• _What is needed_
Please reproduce the data below exactly, from the first line through the line containing "events through include/exclude", and leave every later line out.

• _Source records_
Segment Open
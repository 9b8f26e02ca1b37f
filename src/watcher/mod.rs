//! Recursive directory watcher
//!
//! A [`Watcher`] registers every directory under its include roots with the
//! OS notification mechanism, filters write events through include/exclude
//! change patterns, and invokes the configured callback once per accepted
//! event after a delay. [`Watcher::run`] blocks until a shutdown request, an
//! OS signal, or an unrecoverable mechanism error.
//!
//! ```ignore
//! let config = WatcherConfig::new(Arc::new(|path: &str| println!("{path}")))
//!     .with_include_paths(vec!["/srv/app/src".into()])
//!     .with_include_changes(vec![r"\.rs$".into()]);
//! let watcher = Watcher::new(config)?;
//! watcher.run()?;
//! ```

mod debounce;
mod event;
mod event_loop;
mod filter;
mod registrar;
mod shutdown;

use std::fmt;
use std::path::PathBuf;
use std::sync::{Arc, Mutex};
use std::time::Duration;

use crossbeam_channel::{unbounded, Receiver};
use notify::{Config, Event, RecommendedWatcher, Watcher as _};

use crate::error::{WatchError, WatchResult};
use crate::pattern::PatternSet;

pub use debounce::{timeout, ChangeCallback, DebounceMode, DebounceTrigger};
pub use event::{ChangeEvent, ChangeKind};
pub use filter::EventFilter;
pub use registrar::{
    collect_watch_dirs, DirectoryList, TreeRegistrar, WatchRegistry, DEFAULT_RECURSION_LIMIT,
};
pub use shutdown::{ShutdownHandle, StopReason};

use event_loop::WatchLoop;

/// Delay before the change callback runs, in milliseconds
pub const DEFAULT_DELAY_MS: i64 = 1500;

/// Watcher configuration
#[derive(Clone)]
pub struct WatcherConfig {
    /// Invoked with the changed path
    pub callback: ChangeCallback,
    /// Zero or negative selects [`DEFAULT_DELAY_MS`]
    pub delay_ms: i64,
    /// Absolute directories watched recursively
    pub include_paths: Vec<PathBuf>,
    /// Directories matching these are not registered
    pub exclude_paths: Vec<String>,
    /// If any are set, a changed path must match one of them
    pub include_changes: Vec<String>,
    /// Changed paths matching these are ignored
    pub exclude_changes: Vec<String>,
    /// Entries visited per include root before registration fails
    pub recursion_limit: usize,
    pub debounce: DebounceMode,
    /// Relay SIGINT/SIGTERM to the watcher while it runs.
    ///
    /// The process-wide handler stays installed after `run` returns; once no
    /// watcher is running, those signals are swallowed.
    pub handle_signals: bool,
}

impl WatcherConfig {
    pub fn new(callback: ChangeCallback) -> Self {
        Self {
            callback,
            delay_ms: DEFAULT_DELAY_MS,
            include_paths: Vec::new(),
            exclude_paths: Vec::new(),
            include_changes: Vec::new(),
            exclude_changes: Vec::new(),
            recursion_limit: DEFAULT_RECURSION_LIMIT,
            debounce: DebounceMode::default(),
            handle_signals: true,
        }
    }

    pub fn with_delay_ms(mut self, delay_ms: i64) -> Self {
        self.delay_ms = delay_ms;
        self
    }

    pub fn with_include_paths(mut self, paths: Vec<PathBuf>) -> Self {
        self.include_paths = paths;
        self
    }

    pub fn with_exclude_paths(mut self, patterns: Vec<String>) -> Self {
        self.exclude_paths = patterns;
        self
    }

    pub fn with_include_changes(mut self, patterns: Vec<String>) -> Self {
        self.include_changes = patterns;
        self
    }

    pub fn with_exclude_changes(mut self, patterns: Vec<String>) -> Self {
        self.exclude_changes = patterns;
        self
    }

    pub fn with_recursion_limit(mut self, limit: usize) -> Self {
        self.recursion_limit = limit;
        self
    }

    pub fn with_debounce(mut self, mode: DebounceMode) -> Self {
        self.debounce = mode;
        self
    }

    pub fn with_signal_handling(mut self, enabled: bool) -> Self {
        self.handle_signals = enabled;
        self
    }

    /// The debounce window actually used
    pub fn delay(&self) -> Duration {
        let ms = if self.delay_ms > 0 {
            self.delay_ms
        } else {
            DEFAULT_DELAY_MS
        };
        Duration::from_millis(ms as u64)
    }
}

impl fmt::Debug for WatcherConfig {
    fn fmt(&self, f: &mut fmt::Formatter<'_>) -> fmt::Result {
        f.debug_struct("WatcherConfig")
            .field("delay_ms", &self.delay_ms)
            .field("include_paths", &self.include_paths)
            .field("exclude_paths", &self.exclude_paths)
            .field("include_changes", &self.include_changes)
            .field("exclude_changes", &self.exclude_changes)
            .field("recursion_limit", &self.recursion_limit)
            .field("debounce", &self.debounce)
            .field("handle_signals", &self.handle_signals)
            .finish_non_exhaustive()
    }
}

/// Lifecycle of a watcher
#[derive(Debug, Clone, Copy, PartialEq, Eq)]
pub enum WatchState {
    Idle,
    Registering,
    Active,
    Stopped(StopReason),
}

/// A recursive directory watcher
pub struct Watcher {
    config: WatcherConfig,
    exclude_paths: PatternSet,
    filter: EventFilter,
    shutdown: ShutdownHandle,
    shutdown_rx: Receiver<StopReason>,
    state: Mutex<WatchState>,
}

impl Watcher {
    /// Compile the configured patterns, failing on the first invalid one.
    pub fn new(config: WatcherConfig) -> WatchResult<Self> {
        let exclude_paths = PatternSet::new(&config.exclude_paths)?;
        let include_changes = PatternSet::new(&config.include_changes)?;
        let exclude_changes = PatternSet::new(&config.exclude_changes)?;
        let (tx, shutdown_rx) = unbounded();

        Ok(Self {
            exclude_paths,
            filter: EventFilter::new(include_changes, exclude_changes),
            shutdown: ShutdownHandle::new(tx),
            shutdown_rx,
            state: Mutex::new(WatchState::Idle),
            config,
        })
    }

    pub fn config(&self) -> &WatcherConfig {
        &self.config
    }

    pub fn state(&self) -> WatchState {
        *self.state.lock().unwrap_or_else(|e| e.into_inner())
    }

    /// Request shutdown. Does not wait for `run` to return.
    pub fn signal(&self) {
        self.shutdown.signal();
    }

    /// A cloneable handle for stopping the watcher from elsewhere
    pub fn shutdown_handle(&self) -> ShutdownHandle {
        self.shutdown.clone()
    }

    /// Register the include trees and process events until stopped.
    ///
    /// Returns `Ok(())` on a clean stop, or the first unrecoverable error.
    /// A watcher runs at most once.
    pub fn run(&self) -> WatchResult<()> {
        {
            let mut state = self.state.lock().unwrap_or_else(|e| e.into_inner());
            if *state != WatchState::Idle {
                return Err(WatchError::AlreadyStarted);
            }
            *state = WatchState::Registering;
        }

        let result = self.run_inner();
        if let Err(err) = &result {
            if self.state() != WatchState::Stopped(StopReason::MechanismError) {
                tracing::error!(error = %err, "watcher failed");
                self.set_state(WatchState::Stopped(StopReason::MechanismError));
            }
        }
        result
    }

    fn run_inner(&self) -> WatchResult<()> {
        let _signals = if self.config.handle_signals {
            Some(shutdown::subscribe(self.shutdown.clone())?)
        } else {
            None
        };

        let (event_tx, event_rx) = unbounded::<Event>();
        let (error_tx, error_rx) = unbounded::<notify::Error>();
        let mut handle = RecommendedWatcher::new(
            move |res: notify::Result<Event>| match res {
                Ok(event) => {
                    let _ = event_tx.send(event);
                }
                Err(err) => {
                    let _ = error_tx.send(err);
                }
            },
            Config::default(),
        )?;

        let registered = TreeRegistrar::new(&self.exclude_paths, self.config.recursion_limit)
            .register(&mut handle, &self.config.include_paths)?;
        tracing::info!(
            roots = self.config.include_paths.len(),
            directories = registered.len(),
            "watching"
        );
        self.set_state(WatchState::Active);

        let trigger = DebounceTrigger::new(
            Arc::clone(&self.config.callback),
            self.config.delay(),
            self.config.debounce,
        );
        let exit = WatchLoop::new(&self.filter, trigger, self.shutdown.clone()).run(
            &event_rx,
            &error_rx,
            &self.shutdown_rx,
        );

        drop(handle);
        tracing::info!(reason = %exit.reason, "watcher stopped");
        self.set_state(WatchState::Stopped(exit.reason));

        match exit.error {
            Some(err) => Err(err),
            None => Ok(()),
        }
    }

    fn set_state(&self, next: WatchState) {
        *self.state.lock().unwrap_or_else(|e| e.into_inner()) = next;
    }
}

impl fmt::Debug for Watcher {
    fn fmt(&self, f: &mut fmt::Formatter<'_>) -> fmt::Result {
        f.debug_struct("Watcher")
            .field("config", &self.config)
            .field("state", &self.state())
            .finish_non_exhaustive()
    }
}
Segment Closed
• _Answer to this task_
repository 9b8f26e02ca1b37f
filename src/watcher/mod.rs
//! Recursive directory watcher
//!
//! A [`Watcher`] registers every directory under its include roots with the
//! OS notification mechanism, filters write events through include/exclude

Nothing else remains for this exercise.